Auburn fans paid $5 per ticket, but after paying for security, gameday staff, first aid and filtering proceeds to the lettermen club, the school breaks even.

If Auburn isn’t making money from its game, the schools at the bottom of this list certainly aren’t.

So having the game hinges on whether it’s best for the team. That’s when Pitt considered another factor.


Pitt is a young team that “almost can’t afford to waste (a practice),” Pederson said, and if weather doesn’t cooperate on the day of the game, Pitt feared they’d lose that session altogether.

Now Chryst can use the indoor facility on that day if he chooses.

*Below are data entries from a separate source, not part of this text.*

//! Pre-compiled search patterns.
//!
//! A [`SearchPattern`] is compiled once, when the user submits it, and carries two
//! engines for the same expression: a `regex::Regex` used on decoded field text and a
//! `grep_regex::RegexMatcher` used to scan raw bytes of the input. The matcher is built
//! with `\n` as line terminator so that no match ever spans two lines.

use crate::error::{ColvError, Result};
use grep_matcher::Matcher;
use grep_regex::{RegexMatcher, RegexMatcherBuilder};
use regex::{Regex, RegexBuilder};
use std::fmt;
use std::ops::Range;

/// A compiled pattern usable both on field strings and on raw input bytes.
#[derive(Clone)]
pub struct SearchPattern {
    source: String,
    case_insensitive: bool,
    regex: Regex,
    matcher: RegexMatcher,
}

impl SearchPattern {
    /// Compile `pattern`. Fails with [`ColvError::PatternError`] when either engine
    /// rejects it, before any navigation state is touched.
    pub fn new(pattern: &str, case_insensitive: bool) -> Result<Self> {
        let regex = RegexBuilder::new(pattern)
            .case_insensitive(case_insensitive)
            .build()
            .map_err(|err| ColvError::pattern(pattern, err.to_string()))?;

        let matcher = RegexMatcherBuilder::new()
            .case_insensitive(case_insensitive)
            .multi_line(true)
            .line_terminator(Some(b'\n'))
            .build(pattern)
            .map_err(|err| ColvError::pattern(pattern, err.to_string()))?;

        Ok(Self {
            source: pattern.to_string(),
            case_insensitive,
            regex,
            matcher,
        })
    }

    pub fn as_str(&self) -> &str {
        &self.source
    }

    pub fn is_case_insensitive(&self) -> bool {
        self.case_insensitive
    }

    pub fn regex(&self) -> &Regex {
        &self.regex
    }

    /// Byte range of the first match inside a decoded field.
    pub fn find_in(&self, text: &str) -> Option<Range<usize>> {
        self.regex.find(text).map(|m| m.range())
    }

    /// First match in `haystack` starting at or after `at`.
    ///
    /// `haystack` should end on a line boundary; bytes before `at` only serve as
    /// look-behind context.
    pub fn find_at(&self, haystack: &[u8], at: usize) -> Result<Option<Range<usize>>> {
        let found = self
            .matcher
            .find_at(haystack, at)
            .map_err(|err| ColvError::pattern(&self.source, err.to_string()))?;
        Ok(found.map(|m| m.start()..m.end()))
    }

    /// Start of the last match that begins in `[at, haystack.len())`.
    pub fn rfind_from(&self, haystack: &[u8], at: usize) -> Result<Option<usize>> {
        let end = haystack.len();
        let mut last = None;
        self.matcher
            .find_iter_at(haystack, at, |m| {
                if m.start() < end {
                    last = Some(m.start());
                }
                true
            })
            .map_err(|err| ColvError::pattern(&self.source, err.to_string()))?;
        Ok(last)
    }
}

impl fmt::Debug for SearchPattern {
    fn fmt(&self, f: &mut fmt::Formatter<'_>) -> fmt::Result {
        f.debug_struct("SearchPattern")
            .field("source", &self.source)
            .field("case_insensitive", &self.case_insensitive)
            .finish()
    }
}

impl PartialEq for SearchPattern {
    fn eq(&self, other: &Self) -> bool {
        self.source == other.source && self.case_insensitive == other.case_insensitive
    }
}

/// Compile a plain regex used for split, ignore and highlight rules.
pub fn compile_regex(pattern: &str) -> Result<Regex> {
    Regex::new(pattern).map_err(|err| ColvError::pattern(pattern, err.to_string()))
}

/// Strip one pair of surrounding slashes, as typed in `/expr/` prompts.
pub fn strip_slashes(input: &str) -> &str {
    let trimmed = input.trim();
    trimmed
        .strip_prefix('/')
        .and_then(|rest| rest.strip_suffix('/'))
        .unwrap_or(trimmed)
}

“I didn’t really see any downside to it,” Pederson said. “I know some are intrigued to see players in spring, but for most part you’re not seeing new players.  If Paul thought it was better for our team, I was all for it.”

Teams are allowed three scrimmages each spring, and Duke used one of its three for last weekend’s spring game.

One pro still outweighs the cons, Blue Devils coach David Cutcliffe said: A spring game is still the best way to simulate game action during a long offseason.

“It’s the closest we come to a preseason game,” Cutcliffe said. “We know going in how many snaps we want and can control it with a running clock. I would think most coaches choose to keep the game in some form.”